[DATA PROVIDED Boundary: Start]

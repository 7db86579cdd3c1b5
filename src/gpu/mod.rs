//! wgpu 设备后端
//!
//! - [`GpuContext`]: 适配器、设备与队列
//! - [`shaders`]: 更新/渲染/合成程序（WGSL）
//! - [`GpuBackend`]: 设备并行的更新过程，实现 [`SimulationBackend`](crate::simulation::SimulationBackend)
//! - [`GpuCompositor`]: 拖尾、显示输出与网络输出的 GPU 合成
//! - [`OffscreenTarget`]: 可回读的离屏渲染目标

pub mod backend;
pub mod compositor;
pub mod offscreen;
pub mod readback;
pub mod shaders;

pub use backend::GpuBackend;
pub use compositor::{GpuCompositor, OutputKind};
pub use offscreen::OffscreenTarget;

use crate::core::error::{CascadeError, CascadeResult};

/// GPU 上下文
pub struct GpuContext {
    pub instance: wgpu::Instance,
    pub adapter: wgpu::Adapter,
    pub device: wgpu::Device,
    pub queue: wgpu::Queue,
}

impl GpuContext {
    /// 请求适配器与设备
    ///
    /// # 参数
    /// - `instance`: wgpu 实例（窗口模式下必须是创建 surface 的那个实例）
    /// - `compatible_surface`: 需要兼容的 surface，无头模式为 `None`
    pub async fn new(
        instance: wgpu::Instance,
        compatible_surface: Option<&wgpu::Surface<'_>>,
    ) -> CascadeResult<Self> {
        let adapter = instance
            .request_adapter(&wgpu::RequestAdapterOptions {
                power_preference: wgpu::PowerPreference::HighPerformance,
                compatible_surface,
                force_fallback_adapter: false,
            })
            .await
            .ok_or(CascadeError::NoAdapter)?;

        let (device, queue) = adapter
            .request_device(
                &wgpu::DeviceDescriptor {
                    label: Some("Cascade Device"),
                    required_features: wgpu::Features::empty(),
                    required_limits: adapter.limits(),
                },
                None,
            )
            .await
            .map_err(|e| CascadeError::DeviceRequest(e.to_string()))?;

        let info = adapter.get_info();
        tracing::info!(
            target: "gpu",
            "Using adapter {} ({:?}, {:?})",
            info.name,
            info.device_type,
            info.backend
        );

        Ok(Self {
            instance,
            adapter,
            device,
            queue,
        })
    }

    /// 无头上下文（测试与离线渲染）
    pub fn headless() -> CascadeResult<Self> {
        pollster::block_on(Self::new(wgpu::Instance::default(), None))
    }

    pub fn limits(&self) -> wgpu::Limits {
        self.device.limits()
    }

    /// 等待设备上已提交的工作全部完成
    pub fn wait_idle(&self) {
        self.device.poll(wgpu::Maintain::Wait);
    }
}

/// 在验证错误作用域中执行 `f`，把捕获到的错误映射为 `on_error(message)`
pub(crate) fn with_error_scope<T>(
    device: &wgpu::Device,
    filter: wgpu::ErrorFilter,
    f: impl FnOnce() -> T,
    on_error: impl FnOnce(String) -> CascadeError,
) -> CascadeResult<T> {
    device.push_error_scope(filter);
    let value = f();
    match pollster::block_on(device.pop_error_scope()) {
        Some(error) => Err(on_error(error.to_string())),
        None => Ok(value),
    }
}
//! 分辨率与生命周期管理
//!
//! 两个状态：`Unallocated` 与 `Allocated(w, h)`。首次获得视口时分配；视口尺寸改变、
//! 或密度变化超过滞回阈值时重新分配并重新播种，旧状态直接丢弃。

use super::state::GridDims;
use crate::config::GridConfig;

/// 视口尺寸（像素）
#[derive(Debug, Clone, Copy, PartialEq, Eq, Hash)]
pub struct Viewport {
    pub width: u32,
    pub height: u32,
}

impl Viewport {
    pub const fn new(width: u32, height: u32) -> Self {
        Self { width, height }
    }

    /// 高宽比（高 / 宽）；宽为 0 时为 0
    pub fn aspect_ratio(&self) -> f32 {
        if self.width == 0 {
            0.0
        } else {
            self.height as f32 / self.width as f32
        }
    }
}

/// 由视口与密度计算网格尺寸
///
/// `width = clamp(vw * density, min_width, max_width)`，
/// `height = clamp(max(min_height, width * vh / vw), .., max_height)`。
/// 退化视口（宽或高为 0）落到最小值。
pub fn compute_grid_dims(viewport: Viewport, density: f32, limits: &GridConfig) -> GridDims {
    let raw_width = viewport.width as f32 * density.max(0.0);
    let width = (raw_width as u32).clamp(limits.min_width, limits.max_width.max(limits.min_width));
    let raw_height = (width as f32 * viewport.aspect_ratio()) as u32;
    let height = raw_height
        .max(limits.min_height)
        .min(limits.max_height.max(limits.min_height));
    GridDims::new(width, height)
}

/// 生命周期状态
#[derive(Debug, Clone, Copy, PartialEq)]
pub enum ResolutionState {
    Unallocated,
    Allocated {
        dims: GridDims,
        viewport: Viewport,
        density: f32,
    },
}

/// 分辨率管理器
#[derive(Debug, Clone)]
pub struct ResolutionManager {
    limits: GridConfig,
    state: ResolutionState,
}

impl ResolutionManager {
    pub fn new(limits: GridConfig) -> Self {
        Self {
            limits,
            state: ResolutionState::Unallocated,
        }
    }

    pub fn state(&self) -> ResolutionState {
        self.state
    }

    pub fn limits(&self) -> &GridConfig {
        &self.limits
    }

    pub fn dims(&self) -> Option<GridDims> {
        match self.state {
            ResolutionState::Allocated { dims, .. } => Some(dims),
            ResolutionState::Unallocated => None,
        }
    }

    /// 最近一次生效的密度
    pub fn density(&self) -> Option<f32> {
        match self.state {
            ResolutionState::Allocated { density, .. } => Some(density),
            ResolutionState::Unallocated => None,
        }
    }

    /// 判断是否需要（重新）分配；需要时返回新的网格尺寸，但不改变状态
    pub fn plan(&self, viewport: Viewport, density: f32) -> Option<GridDims> {
        match self.state {
            ResolutionState::Unallocated => {
                Some(compute_grid_dims(viewport, density, &self.limits))
            }
            ResolutionState::Allocated {
                viewport: last_viewport,
                density: last_density,
                ..
            } => {
                let resized = viewport != last_viewport;
                let density_changed =
                    (density - last_density).abs() > self.limits.density_hysteresis;
                if resized || density_changed {
                    Some(compute_grid_dims(viewport, density, &self.limits))
                } else {
                    None
                }
            }
        }
    }

    /// 分配成功后提交新状态
    pub fn commit(&mut self, dims: GridDims, viewport: Viewport, density: f32) {
        self.state = ResolutionState::Allocated {
            dims,
            viewport,
            density,
        };
    }

    /// 分配失败后回到未分配状态
    pub fn reset(&mut self) {
        self.state = ResolutionState::Unallocated;
    }
}

#[cfg(test)]
mod tests {
    use super::*;

    #[test]
    fn test_compute_dims_defaults() {
        let limits = GridConfig::default();
        // 1920 * 0.15 = 288, 288 * 1080 / 1920 = 162 -> 300
        let dims = compute_grid_dims(Viewport::new(1920, 1080), 0.15, &limits);
        assert_eq!(dims, GridDims::new(288, 300));

        // 竖屏
        let dims = compute_grid_dims(Viewport::new(2000, 4000), 0.3, &limits);
        assert_eq!(dims, GridDims::new(600, 1200));
    }

    #[test]
    fn test_compute_dims_clamps() {
        let limits = GridConfig::default();
        let dims = compute_grid_dims(Viewport::new(100, 100), 0.05, &limits);
        assert_eq!(dims, GridDims::new(200, 300));

        let dims = compute_grid_dims(Viewport::new(10_000, 100_000), 0.6, &limits);
        assert_eq!(dims, GridDims::new(1024, 2048));
    }

    #[test]
    fn test_degenerate_viewport() {
        let limits = GridConfig::default();
        let dims = compute_grid_dims(Viewport::new(0, 0), 0.15, &limits);
        assert_eq!(dims, GridDims::new(200, 300));
        let dims = compute_grid_dims(Viewport::new(0, 800), f32::NAN, &limits);
        assert_eq!(dims, GridDims::new(200, 300));
    }

    #[test]
    fn test_first_viewport_allocates() {
        let manager = ResolutionManager::new(GridConfig::default());
        assert!(manager.dims().is_none());
        assert!(manager.plan(Viewport::new(800, 600), 0.15).is_some());
    }

    #[test]
    fn test_hysteresis() {
        let mut manager = ResolutionManager::new(GridConfig::default());
        let viewport = Viewport::new(1600, 1200);
        let dims = manager.plan(viewport, 0.15).unwrap();
        manager.commit(dims, viewport, 0.15);

        assert!(manager.plan(viewport, 0.15).is_none());
        assert!(manager.plan(viewport, 0.154).is_none());
        assert!(manager.plan(viewport, 0.16).is_some());
        assert!(manager.plan(Viewport::new(1601, 1200), 0.15).is_some());
    }

    #[test]
    fn test_reset() {
        let mut manager = ResolutionManager::new(GridConfig::default());
        manager.commit(GridDims::new(200, 300), Viewport::new(10, 10), 0.15);
        manager.reset();
        assert_eq!(manager.state(), ResolutionState::Unallocated);
    }
}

[DATA PROVIDED Boundary: End]

§ TASK DIRECTIONS
Check each line above for the string "plan", then copy the ones that have it.

§ REPLY TO THE EXERCISE
    pub fn plan(&self, viewport: Viewport, density: f32) -> Option<GridDims> {
        assert!(manager.plan(Viewport::new(800, 600), 0.15).is_some());
        let dims = manager.plan(viewport, 0.15).unwrap();
        assert!(manager.plan(viewport, 0.15).is_none());
        assert!(manager.plan(viewport, 0.154).is_none());
        assert!(manager.plan(viewport, 0.16).is_some());
        assert!(manager.plan(Viewport::new(1601, 1200), 0.15).is_some());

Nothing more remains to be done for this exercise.